= Work order =
From the listing below, copy only the lines from the line that contains "Term::stdout().is_term()" to the line that contains "pb.enable_steady_tick(Duration::from_millis(100));", counting those two lines as part of the copy.

= Dataset records =
§ §
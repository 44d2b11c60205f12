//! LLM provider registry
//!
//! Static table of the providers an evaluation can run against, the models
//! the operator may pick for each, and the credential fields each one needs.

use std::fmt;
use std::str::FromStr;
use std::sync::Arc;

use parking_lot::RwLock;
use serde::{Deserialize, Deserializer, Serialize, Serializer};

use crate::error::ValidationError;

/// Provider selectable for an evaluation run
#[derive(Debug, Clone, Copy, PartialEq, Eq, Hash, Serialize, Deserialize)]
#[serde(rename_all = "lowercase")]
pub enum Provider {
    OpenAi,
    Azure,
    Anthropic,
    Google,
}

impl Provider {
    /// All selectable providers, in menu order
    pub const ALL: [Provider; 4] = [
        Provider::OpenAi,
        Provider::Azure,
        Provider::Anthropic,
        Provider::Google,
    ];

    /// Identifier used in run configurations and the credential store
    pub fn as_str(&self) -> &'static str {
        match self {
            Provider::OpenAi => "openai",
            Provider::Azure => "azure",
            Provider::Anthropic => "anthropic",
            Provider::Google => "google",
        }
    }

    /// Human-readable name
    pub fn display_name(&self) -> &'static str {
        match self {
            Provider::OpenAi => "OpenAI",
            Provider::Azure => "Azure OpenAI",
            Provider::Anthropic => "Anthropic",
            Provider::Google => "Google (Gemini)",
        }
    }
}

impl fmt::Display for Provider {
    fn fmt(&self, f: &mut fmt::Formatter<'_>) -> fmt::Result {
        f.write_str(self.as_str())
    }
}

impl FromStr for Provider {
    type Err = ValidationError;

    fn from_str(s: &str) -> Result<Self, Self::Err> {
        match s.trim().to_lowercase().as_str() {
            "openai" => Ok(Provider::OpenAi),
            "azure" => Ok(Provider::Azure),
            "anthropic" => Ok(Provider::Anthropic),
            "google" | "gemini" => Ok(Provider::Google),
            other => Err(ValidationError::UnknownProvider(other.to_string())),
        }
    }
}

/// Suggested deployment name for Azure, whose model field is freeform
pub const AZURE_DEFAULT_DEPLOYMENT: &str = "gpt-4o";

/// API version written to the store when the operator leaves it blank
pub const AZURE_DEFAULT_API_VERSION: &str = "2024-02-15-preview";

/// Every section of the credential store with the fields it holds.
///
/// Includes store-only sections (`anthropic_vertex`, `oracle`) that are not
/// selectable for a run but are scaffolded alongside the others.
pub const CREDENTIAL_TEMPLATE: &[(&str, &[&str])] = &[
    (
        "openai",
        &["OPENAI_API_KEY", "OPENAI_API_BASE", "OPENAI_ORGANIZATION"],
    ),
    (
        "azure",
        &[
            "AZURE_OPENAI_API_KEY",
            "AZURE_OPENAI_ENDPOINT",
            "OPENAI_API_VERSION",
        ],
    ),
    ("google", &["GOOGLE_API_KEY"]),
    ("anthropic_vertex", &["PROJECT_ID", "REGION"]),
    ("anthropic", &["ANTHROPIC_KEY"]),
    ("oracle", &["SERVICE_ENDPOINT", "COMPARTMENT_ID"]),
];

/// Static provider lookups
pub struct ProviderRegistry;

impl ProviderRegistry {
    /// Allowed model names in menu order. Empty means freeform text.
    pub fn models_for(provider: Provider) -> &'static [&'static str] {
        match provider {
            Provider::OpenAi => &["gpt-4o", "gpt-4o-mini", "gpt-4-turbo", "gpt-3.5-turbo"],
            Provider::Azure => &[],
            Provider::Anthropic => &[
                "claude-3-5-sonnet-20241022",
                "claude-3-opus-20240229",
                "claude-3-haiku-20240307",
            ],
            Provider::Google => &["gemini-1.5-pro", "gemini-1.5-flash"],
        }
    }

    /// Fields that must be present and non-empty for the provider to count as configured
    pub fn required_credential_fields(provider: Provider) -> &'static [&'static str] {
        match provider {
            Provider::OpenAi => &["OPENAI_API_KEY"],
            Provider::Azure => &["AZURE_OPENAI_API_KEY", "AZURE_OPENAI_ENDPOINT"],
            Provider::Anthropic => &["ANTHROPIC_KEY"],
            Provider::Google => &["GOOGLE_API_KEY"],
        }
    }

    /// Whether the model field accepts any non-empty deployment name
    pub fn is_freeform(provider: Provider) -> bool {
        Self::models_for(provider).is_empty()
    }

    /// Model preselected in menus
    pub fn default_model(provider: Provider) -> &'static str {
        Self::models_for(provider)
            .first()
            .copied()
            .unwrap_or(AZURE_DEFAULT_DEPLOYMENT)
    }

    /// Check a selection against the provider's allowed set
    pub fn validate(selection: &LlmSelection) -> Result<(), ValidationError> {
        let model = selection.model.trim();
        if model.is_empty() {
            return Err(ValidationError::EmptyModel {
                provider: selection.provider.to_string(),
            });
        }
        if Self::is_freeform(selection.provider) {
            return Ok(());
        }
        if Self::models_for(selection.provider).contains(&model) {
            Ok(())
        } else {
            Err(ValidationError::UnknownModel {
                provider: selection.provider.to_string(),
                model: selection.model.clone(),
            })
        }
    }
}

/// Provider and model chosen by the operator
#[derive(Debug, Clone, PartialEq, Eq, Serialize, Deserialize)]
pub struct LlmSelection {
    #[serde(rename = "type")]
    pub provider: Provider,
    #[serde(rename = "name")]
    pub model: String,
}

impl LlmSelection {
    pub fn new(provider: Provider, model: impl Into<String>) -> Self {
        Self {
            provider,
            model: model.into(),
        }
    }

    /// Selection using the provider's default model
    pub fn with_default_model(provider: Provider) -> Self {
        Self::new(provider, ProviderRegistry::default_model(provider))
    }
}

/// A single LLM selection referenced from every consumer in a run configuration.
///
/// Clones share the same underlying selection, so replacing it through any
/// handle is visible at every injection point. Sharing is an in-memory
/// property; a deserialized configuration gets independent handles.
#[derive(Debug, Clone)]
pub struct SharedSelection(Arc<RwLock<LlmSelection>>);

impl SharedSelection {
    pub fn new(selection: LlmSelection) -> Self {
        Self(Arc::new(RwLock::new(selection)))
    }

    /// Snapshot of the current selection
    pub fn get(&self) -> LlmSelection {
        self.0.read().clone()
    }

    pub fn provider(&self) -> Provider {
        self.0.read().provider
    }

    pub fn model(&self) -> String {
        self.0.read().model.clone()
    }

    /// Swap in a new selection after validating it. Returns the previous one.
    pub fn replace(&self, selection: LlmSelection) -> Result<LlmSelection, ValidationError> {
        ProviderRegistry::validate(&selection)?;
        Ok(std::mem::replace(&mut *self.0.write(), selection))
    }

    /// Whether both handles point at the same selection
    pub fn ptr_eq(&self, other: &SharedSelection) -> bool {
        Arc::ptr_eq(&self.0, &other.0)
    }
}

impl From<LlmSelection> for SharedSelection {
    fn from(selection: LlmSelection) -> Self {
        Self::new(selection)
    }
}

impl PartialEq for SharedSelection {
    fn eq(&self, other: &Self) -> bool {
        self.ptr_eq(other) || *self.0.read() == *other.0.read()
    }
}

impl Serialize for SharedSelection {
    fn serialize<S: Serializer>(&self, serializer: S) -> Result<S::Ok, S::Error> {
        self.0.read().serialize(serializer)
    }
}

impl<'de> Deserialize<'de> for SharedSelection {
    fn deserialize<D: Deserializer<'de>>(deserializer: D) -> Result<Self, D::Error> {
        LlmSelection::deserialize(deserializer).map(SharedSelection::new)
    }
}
§ §
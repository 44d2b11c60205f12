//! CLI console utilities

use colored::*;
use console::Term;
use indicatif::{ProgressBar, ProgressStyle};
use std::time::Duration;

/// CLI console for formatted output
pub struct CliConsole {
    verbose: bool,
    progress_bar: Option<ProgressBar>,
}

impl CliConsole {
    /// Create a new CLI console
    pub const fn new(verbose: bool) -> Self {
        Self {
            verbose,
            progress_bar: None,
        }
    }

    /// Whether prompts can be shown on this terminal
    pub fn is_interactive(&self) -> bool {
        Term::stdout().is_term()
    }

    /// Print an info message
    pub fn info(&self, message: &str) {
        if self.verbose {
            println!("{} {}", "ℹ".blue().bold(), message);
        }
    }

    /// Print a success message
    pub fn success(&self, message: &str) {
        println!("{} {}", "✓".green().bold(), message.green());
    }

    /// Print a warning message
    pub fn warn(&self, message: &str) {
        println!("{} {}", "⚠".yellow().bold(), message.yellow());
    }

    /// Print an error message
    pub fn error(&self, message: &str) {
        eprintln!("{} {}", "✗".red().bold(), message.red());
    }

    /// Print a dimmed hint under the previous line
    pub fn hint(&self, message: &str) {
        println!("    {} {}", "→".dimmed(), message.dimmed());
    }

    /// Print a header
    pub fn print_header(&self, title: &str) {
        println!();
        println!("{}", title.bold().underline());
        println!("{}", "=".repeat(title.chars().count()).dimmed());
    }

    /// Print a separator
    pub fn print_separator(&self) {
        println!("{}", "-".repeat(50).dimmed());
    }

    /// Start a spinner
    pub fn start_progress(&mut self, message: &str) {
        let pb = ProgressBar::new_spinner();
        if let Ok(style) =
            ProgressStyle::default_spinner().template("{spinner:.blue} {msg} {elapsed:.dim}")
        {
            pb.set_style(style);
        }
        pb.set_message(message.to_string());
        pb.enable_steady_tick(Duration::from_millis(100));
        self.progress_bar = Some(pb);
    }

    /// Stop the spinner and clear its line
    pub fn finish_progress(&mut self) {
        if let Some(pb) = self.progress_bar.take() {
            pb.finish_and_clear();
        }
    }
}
§ §
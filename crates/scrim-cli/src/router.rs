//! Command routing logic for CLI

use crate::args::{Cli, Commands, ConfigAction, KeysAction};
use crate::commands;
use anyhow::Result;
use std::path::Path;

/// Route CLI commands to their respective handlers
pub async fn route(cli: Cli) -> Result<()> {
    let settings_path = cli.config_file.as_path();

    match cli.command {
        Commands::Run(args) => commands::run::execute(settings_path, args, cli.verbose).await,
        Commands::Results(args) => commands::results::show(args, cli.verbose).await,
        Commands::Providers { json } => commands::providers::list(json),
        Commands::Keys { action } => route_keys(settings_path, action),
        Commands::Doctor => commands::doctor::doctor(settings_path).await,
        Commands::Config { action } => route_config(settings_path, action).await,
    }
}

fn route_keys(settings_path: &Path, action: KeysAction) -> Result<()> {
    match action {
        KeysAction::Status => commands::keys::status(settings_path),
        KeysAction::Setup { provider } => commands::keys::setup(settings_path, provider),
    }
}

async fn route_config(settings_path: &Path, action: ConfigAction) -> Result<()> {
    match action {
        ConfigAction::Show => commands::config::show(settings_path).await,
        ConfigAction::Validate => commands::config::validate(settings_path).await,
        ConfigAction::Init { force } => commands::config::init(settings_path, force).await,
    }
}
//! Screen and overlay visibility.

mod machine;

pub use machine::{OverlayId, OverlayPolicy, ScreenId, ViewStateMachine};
§ §
= Expected answer =
        Term::stdout().is_term()
    }

    /// Print an info message
    pub fn info(&self, message: &str) {
        if self.verbose {
            println!("{} {}", "ℹ".blue().bold(), message);
        }
    }

    /// Print a success message
    pub fn success(&self, message: &str) {
        println!("{} {}", "✓".green().bold(), message.green());
    }

    /// Print a warning message
    pub fn warn(&self, message: &str) {
        println!("{} {}", "⚠".yellow().bold(), message.yellow());
    }

    /// Print an error message
    pub fn error(&self, message: &str) {
        eprintln!("{} {}", "✗".red().bold(), message.red());
    }

    /// Print a dimmed hint under the previous line
    pub fn hint(&self, message: &str) {
        println!("    {} {}", "→".dimmed(), message.dimmed());
    }

    /// Print a header
    pub fn print_header(&self, title: &str) {
        println!();
        println!("{}", title.bold().underline());
        println!("{}", "=".repeat(title.chars().count()).dimmed());
    }

    /// Print a separator
    pub fn print_separator(&self) {
        println!("{}", "-".repeat(50).dimmed());
    }

    /// Start a spinner
    pub fn start_progress(&mut self, message: &str) {
        let pb = ProgressBar::new_spinner();
        if let Ok(style) =
            ProgressStyle::default_spinner().template("{spinner:.blue} {msg} {elapsed:.dim}")
        {
            pb.set_style(style);
        }
        pb.set_message(message.to_string());
        pb.enable_steady_tick(Duration::from_millis(100));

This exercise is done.